What to produce:
From the entries that follow, reproduce exactly and only the lines from the line with "platform, never moves" to the line with "the hazard breaks", endpoints included.
═══ Data in this exercise ═══
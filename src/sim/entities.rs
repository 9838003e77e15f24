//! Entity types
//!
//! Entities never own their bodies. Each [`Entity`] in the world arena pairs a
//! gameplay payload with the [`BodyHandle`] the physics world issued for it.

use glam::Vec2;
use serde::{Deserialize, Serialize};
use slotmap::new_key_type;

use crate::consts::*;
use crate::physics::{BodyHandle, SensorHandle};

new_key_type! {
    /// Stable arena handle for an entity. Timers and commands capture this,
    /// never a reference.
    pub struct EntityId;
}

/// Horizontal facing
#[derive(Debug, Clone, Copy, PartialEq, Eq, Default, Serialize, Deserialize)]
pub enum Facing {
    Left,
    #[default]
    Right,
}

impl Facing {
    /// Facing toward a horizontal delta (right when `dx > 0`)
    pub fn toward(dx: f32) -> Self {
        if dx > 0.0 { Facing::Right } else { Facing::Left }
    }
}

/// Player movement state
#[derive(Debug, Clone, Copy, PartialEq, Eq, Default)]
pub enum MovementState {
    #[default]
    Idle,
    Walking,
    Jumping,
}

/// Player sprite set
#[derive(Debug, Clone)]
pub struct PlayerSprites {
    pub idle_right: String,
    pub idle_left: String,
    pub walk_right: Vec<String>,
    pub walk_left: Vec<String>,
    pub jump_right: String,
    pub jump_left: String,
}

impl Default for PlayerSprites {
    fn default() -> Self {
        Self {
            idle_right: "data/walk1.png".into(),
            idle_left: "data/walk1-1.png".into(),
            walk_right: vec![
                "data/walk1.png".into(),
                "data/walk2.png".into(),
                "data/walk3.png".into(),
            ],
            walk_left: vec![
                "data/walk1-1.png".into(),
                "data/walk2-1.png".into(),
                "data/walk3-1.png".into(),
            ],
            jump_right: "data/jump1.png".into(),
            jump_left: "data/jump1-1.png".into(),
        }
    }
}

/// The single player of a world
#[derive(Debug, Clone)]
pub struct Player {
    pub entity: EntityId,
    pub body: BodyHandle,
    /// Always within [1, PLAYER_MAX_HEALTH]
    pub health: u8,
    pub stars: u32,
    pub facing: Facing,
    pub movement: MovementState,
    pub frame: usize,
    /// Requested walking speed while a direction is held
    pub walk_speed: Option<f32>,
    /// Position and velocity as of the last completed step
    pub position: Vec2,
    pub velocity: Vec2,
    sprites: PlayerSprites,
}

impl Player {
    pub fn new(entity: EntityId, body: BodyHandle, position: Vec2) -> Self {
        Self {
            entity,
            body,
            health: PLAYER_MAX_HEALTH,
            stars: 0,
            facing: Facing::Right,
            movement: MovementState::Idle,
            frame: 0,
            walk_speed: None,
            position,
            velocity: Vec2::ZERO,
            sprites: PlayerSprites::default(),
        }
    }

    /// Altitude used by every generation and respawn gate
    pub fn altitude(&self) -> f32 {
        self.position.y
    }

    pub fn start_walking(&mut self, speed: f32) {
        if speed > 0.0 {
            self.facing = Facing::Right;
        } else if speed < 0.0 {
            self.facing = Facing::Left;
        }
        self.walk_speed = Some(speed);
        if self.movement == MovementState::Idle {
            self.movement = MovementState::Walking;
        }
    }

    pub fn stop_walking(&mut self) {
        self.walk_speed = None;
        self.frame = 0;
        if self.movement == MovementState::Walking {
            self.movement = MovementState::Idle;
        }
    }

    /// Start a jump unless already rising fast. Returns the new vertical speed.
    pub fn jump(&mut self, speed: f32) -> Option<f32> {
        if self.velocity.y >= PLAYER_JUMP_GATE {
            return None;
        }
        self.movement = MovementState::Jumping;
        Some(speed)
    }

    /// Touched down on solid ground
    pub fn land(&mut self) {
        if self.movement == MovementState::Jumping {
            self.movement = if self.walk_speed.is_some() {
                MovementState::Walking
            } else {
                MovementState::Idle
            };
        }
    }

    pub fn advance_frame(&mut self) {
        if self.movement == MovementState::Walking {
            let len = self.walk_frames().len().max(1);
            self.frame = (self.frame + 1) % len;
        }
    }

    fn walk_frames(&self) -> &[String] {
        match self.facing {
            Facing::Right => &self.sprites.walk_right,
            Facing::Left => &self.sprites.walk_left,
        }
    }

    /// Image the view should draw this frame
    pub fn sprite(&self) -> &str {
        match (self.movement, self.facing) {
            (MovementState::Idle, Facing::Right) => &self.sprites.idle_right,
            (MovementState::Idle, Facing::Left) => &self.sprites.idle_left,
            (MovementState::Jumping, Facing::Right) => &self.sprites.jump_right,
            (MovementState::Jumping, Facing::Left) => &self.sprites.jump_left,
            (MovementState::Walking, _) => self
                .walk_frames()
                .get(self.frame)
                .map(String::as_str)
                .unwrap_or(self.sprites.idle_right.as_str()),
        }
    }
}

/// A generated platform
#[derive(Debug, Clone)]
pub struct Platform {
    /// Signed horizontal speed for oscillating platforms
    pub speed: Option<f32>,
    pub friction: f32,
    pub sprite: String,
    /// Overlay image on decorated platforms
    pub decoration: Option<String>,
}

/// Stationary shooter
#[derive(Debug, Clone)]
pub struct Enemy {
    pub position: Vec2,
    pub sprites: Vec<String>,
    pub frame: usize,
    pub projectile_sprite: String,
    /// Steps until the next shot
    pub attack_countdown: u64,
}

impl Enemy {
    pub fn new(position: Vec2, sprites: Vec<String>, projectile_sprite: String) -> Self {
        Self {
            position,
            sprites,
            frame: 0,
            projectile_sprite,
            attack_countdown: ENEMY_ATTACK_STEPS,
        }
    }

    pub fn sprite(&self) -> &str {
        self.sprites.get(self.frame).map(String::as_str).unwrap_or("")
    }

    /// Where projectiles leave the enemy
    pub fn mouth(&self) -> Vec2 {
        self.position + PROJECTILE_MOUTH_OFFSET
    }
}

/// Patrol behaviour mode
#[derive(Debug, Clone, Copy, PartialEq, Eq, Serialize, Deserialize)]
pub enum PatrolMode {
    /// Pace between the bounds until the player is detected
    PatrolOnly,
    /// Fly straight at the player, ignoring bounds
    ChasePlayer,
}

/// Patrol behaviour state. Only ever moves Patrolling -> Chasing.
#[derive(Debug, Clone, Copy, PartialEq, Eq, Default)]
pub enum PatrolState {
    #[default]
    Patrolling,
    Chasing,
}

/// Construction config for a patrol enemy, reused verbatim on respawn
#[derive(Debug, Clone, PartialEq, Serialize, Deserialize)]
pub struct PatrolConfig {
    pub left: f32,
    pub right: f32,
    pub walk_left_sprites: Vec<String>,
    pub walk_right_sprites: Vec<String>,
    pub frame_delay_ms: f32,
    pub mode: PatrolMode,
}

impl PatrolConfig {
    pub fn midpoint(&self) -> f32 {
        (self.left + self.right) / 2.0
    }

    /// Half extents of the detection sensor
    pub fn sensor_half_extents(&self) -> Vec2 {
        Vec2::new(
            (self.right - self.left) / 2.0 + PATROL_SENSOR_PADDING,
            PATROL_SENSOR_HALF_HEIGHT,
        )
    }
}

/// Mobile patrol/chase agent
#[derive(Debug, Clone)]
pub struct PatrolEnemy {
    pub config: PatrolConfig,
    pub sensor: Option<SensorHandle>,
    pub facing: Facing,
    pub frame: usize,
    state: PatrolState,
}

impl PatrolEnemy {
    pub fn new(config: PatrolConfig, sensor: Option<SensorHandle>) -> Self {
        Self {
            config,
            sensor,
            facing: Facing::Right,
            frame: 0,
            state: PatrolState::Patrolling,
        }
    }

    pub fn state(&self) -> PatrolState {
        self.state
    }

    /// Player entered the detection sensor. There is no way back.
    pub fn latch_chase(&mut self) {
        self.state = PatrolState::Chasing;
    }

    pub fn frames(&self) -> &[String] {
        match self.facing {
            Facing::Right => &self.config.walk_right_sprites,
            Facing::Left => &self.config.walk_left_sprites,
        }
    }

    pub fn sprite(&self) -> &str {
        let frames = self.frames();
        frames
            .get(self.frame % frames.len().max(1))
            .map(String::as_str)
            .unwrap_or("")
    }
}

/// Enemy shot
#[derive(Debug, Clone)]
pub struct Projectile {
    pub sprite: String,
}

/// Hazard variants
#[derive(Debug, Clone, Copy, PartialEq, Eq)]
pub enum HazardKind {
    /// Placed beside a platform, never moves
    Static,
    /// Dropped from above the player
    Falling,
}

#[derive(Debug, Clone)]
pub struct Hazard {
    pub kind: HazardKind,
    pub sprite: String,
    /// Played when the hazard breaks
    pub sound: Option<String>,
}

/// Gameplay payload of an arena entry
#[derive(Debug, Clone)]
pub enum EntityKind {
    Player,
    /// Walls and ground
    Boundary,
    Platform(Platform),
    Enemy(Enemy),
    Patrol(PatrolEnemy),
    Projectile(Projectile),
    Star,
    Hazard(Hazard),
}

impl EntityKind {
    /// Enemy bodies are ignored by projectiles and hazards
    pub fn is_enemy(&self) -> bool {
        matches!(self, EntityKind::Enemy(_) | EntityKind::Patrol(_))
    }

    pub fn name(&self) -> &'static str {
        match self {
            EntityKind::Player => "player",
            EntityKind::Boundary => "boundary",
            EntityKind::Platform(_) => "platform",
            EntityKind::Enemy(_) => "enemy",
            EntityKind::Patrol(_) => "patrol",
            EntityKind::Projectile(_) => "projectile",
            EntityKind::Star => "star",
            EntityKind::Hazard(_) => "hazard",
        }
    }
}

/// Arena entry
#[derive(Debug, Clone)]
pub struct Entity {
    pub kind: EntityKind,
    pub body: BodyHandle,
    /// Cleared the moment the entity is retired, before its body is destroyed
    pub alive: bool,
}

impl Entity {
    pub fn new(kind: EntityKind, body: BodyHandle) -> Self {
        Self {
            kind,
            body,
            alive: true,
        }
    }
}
═══
Response area:
    /// Placed beside a platform, never moves
    Static,
    /// Dropped from above the player
    Falling,
}

#[derive(Debug, Clone)]
pub struct Hazard {
    pub kind: HazardKind,
    pub sprite: String,
    /// Played when the hazard breaks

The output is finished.